AVAILABLE RECORDS:

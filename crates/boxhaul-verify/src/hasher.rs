use digest::Digest;

/// Minimal hasher interface for streaming verification.
pub trait Hasher: Send {
    /// Update the hash with new data.
    fn update(&mut self, data: &[u8]);

    /// Finalize and return the hash digest.
    fn finalize(self: Box<Self>) -> Vec<u8>;
}

/// Generic hasher wrapper for any `digest::Digest` implementation.
/// Composes with `md-5`, `sha1` and `sha2` through the one trait family.
pub struct DigestHasher<D: Digest + Send>(D);

impl<D: Digest + Send> DigestHasher<D> {
    pub fn from_digest(digest: D) -> Self {
        Self(digest)
    }
}

impl<D: Digest + Send> Hasher for DigestHasher<D> {
    fn update(&mut self, data: &[u8]) {
        self.0.update(data);
    }

    fn finalize(self: Box<Self>) -> Vec<u8> {
        self.0.finalize().to_vec()
    }
}
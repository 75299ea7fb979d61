//! Download plumbing for the box-add pipeline.
//!
//! Three concerns live here:
//! - [`normalize`] turns raw user input into a URL with an explicit scheme,
//!   synthesising `file://` URLs from bare paths, and [`scrub_credentials`]
//!   masks embedded credentials before anything reaches a log line or the UI;
//! - [`Downloader`] is the transport handle, built from
//!   [`DownloaderOptions`] read out of the environment (TLS trust, client
//!   certificates, redirect trust);
//! - [`UrlLock`] serialises concurrent fetches of the same logical URL across
//!   processes with a non-blocking exclusive file lock.

pub use self::downloader::{Download, Downloader};
pub use self::error::{FetchError, Result};
pub use self::lock::{cache_file_name, lock_file_name, UrlLock};
pub use self::options::{DownloaderOptions, ProgressFn};
pub use self::url::{is_shorthand, normalize, scrub_credentials, REDACTED};

mod downloader;
mod error;
mod lock;
mod options;
mod url;
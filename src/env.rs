use crate::collection::{BoxCollection, CatalogBox};
use crate::hooks::AuthHooks;
use crate::ui::Ui;
use boxhaul_fetch::DownloaderOptions;
use boxhaul_metadata::ArchRequest;
use std::path::PathBuf;

/// Process environment variable consulted for short-hand expansion when no
/// server URL is configured. Read once, at [`AddEnv`] construction.
pub const SERVER_URL_ENV: &str = "VAGRANT_SERVER_URL";

/// The typed environment driving one add invocation.
///
/// The untyped key/value mapping of the CLI boundary is promoted to this
/// record before the pipeline runs. The pipeline treats every field as
/// read-only except `box_added`, which it writes on success.
pub struct AddEnv {
    /// Requested box name. Required for direct archive adds; for metadata
    /// adds it must match the document's name.
    pub name: Option<String>,

    /// Box references: files, URLs, one metadata URL, or one short-hand.
    pub urls: Vec<String>,

    /// Acceptable providers, in preference order. Empty means any.
    pub providers: Vec<String>,

    /// Version constraint, e.g. `">= 1.0, < 2.0"`. Direct adds reject it.
    pub version: Option<String>,

    pub checksum: Option<String>,
    pub checksum_type: Option<String>,

    pub architecture: ArchRequest,

    /// Replace an already-installed box instead of failing.
    pub force: bool,

    /// Server used to expand `owner/name` short-hands.
    pub server_url: Option<String>,

    /// Transport options handed to the downloader factory.
    pub download: DownloaderOptions,

    /// Directory for lock files and partial downloads.
    pub tmp_path: PathBuf,

    pub ui: Box<dyn Ui>,
    pub collection: Box<dyn BoxCollection>,
    pub hooks: Box<dyn AuthHooks>,

    /// Written by the pipeline: the box the collection returned.
    pub box_added: Option<CatalogBox>,
}

impl AddEnv {
    pub fn new(
        tmp_path: impl Into<PathBuf>,
        ui: Box<dyn Ui>,
        collection: Box<dyn BoxCollection>,
        hooks: Box<dyn AuthHooks>,
    ) -> Self {
        Self {
            name: None,
            urls: Vec::new(),
            providers: Vec::new(),
            version: None,
            checksum: None,
            checksum_type: None,
            architecture: ArchRequest::default(),
            force: false,
            server_url: std::env::var(SERVER_URL_ENV)
                .ok()
                .filter(|value| !value.is_empty()),
            download: DownloaderOptions::default(),
            tmp_path: tmp_path.into(),
            ui,
            collection,
            hooks,
            box_added: None,
        }
    }
}
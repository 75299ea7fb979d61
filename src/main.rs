use anyhow::{Context, Result};
use boxhaul::cli::{AddArgs, App, Commands};
use boxhaul::ui::progress_bar;
use boxhaul::{AddEnv, BoxAdd, ConsoleUi, DirCollection, NullHooks};
use boxhaul_fetch::DownloaderOptions;
use boxhaul_metadata::ArchRequest;
use clap::Parser;
use std::path::PathBuf;
use tracing_subscriber::EnvFilter;

#[tokio::main]
async fn main() -> Result<()> {
    tracing_subscriber::fmt()
        .with_env_filter(EnvFilter::from_default_env())
        .with_writer(std::io::stderr)
        .init();

    let app = App::parse();
    match app.cmd {
        Commands::Add(args) => add(args).await,
    }
}

async fn add(args: AddArgs) -> Result<()> {
    let box_dir = args
        .box_dir
        .clone()
        .or_else(|| home::home_dir().map(|home| home.join(".boxhaul").join("boxes")))
        .unwrap_or_else(|| PathBuf::from("boxes"));
    let tmp_path = std::env::temp_dir().join("boxhaul");
    std::fs::create_dir_all(&tmp_path).context("creating the download directory")?;

    let mut env = AddEnv::new(
        tmp_path,
        Box::new(ConsoleUi),
        Box::new(DirCollection::new(box_dir)),
        Box::new(NullHooks),
    );
    env.name = args.name;
    env.urls = args.url;
    env.providers = args.providers;
    env.version = args.box_version;
    env.checksum = args.checksum;
    env.checksum_type = args.checksum_type;
    env.architecture = match args.architecture.as_deref() {
        None => ArchRequest::Unspecified,
        Some(arch) if arch.eq_ignore_ascii_case("auto") => ArchRequest::Auto,
        Some(arch) => ArchRequest::Explicit(arch.to_string()),
    };
    env.force = args.force;
    if args.server_url.is_some() {
        env.server_url = args.server_url;
    }

    let mut options = DownloaderOptions::default()
        .insecure(args.insecure)
        .location_trusted(args.location_trusted)
        .on_progress(progress_bar());
    options.ca_cert = args.ca_cert;
    options.ca_path = args.ca_path;
    options.client_cert = args.client_cert;
    options.disable_ssl_revoke_best_effort = args.disable_ssl_revoke_best_effort;
    env.download = options;

    BoxAdd::new().call(&mut env).await?;

    if let Some(added) = &env.box_added {
        env.ui.detail(&format!(
            "Successfully added box '{}' (v{}) for provider: {}",
            added.name, added.version, added.provider
        ));
    }
    Ok(())
}
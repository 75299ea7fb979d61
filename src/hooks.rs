//! Authentication hooks.
//!
//! Hooks let a host application inject credentials without the pipeline
//! knowing how authentication works. Both hooks run before every download.

use boxhaul_fetch::DownloaderOptions;

pub trait AuthHooks: Send + Sync {
    /// Mutate the transport options about to be used for a download, e.g. to
    /// install client certificates.
    fn authenticate_downloader(&self, options: &mut DownloaderOptions) {
        let _ = options;
    }

    /// Rewrite the candidate URL list, e.g. to append signed tokens. The
    /// rewritten URLs are fetched, but artifacts always record the original
    /// user-supplied metadata URL.
    fn authenticate_urls(&self, urls: Vec<String>) -> Vec<String> {
        urls
    }
}

/// Hook implementation that authenticates nothing.
pub struct NullHooks;

impl AuthHooks for NullHooks {}
use thiserror::Error;

#[derive(Debug, Error)]
pub enum MetadataError {
    #[error("invalid metadata document: {0}")]
    Malformed(#[from] serde_json::Error),

    #[error("invalid version: {0}")]
    Version(String),

    #[error("invalid version constraint: {0}")]
    Constraint(String),

    #[error(transparent)]
    Io(#[from] std::io::Error),
}

#[derive(Debug, Error)]
pub enum SelectError {
    #[error("box {name} has no version satisfying the constraint {constraint}")]
    NoMatchingVersion { name: String, constraint: String },

    #[error("box {name} has no provider matching {requested}")]
    NoMatchingProvider { name: String, requested: String },
}
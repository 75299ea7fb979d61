//! The add orchestrator.
//!
//! One invocation classifies the input (direct archive, metadata document,
//! or `owner/name` short-hand), fetches metadata and selects a candidate
//! when needed, downloads the archive under a per-URL lock, verifies the
//! declared checksum, installs the artifact into the collection and invokes
//! the downstream stage.

use crate::collection::{AddOptions, CatalogBox};
use crate::env::AddEnv;
use crate::error::AddError;
use crate::ui::Ui;
use boxhaul_fetch::{
    cache_file_name, is_shorthand, normalize, scrub_credentials, Download, Downloader, FetchError,
    UrlLock,
};
use boxhaul_metadata::{
    is_metadata, select, ArchRequest, BoxMetadata, ProviderMatch, Selection, VersionConstraint,
};
use boxhaul_platform::Arch;
use boxhaul_verify::{Checksum, ChecksumError, ChecksumKind};
use std::path::Path;
use tracing::{debug, info};
use url::Url;

/// A downstream pipeline stage, invoked only after the collection accepted
/// the artifact.
pub trait Stage: Send + Sync {
    fn call(&self, env: &mut AddEnv) -> Result<(), AddError>;
}

/// The box-add middleware stage.
pub struct BoxAdd {
    next: Option<Box<dyn Stage>>,
}

/// A downloaded file together with its URL lock.
///
/// The lock spans the fetch-and-verify window; dropping the guard removes
/// the temporary file and then releases the lock, on every exit path.
struct FetchedFile {
    download: Download,
    url: String,
    _lock: UrlLock,
}

impl Drop for FetchedFile {
    fn drop(&mut self) {
        let _ = std::fs::remove_file(&self.download.path);
    }
}

impl Default for BoxAdd {
    fn default() -> Self {
        Self::new()
    }
}
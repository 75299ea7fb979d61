use crate::error::MetadataError;
use serde::{Deserialize, Serialize};
use std::fs::File;
use std::io::BufReader;
use std::path::Path;

/// A box metadata document: the JSON wire format served by box catalogs.
///
/// `name` and `versions` are required; a document missing either is
/// malformed.
#[derive(Debug, Clone, Deserialize, Serialize)]
pub struct BoxMetadata {
    pub name: String,
    #[serde(default, skip_serializing_if = "Option::is_none")]
    pub description: Option<String>,
    pub versions: Vec<MetadataVersion>,
}

#[derive(Debug, Clone, Deserialize, Serialize)]
pub struct MetadataVersion {
    pub version: String,
    #[serde(default)]
    pub providers: Vec<MetadataProvider>,
}

/// A provider entry, matched by the `(name, architecture)` tuple. An absent
/// `architecture` is "unspecified" and participates only through the
/// default-architecture rules.
#[derive(Debug, Clone, Deserialize, Serialize)]
pub struct MetadataProvider {
    pub name: String,
    pub url: String,
    #[serde(default, skip_serializing_if = "Option::is_none")]
    pub architecture: Option<String>,
    #[serde(default)]
    pub default_architecture: bool,
    #[serde(default, skip_serializing_if = "Option::is_none")]
    pub checksum_type: Option<String>,
    #[serde(default, skip_serializing_if = "Option::is_none")]
    pub checksum: Option<String>,
}

impl BoxMetadata {
    pub fn from_slice(bytes: &[u8]) -> Result<Self, MetadataError> {
        Ok(serde_json::from_slice(bytes)?)
    }

    pub fn load(path: &Path) -> Result<Self, MetadataError> {
        let file = File::open(path)?;
        Ok(serde_json::from_reader(BufReader::new(file))?)
    }
}

/// Whether a downloaded payload is a metadata document.
///
/// A media type surfaced by the transport decides alone: the payload is
/// metadata exactly when the type's essence is `application/json`
/// (parameters such as `charset=utf-8` are ignored). Without a media type
/// the payload is sniffed by attempting a JSON parse.
pub fn is_metadata(media_type: Option<&str>, path: &Path) -> std::io::Result<bool> {
    if let Some(media_type) = media_type {
        return Ok(media_essence(media_type) == "application/json");
    }
    let file = File::open(path)?;
    Ok(serde_json::from_reader::<_, serde_json::Value>(BufReader::new(file)).is_ok())
}

fn media_essence(media_type: &str) -> String {
    media_type
        .split(';')
        .next()
        .unwrap_or("")
        .trim()
        .to_ascii_lowercase()
}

TRY IT: Bring together every line in the entries that holds the string "bool".

SOLUTION FOR THIS PROBLEM:
    pub force: bool,
    pub default_architecture: bool,
pub fn is_metadata(media_type: Option<&str>, path: &Path) -> std::io::Result<bool> {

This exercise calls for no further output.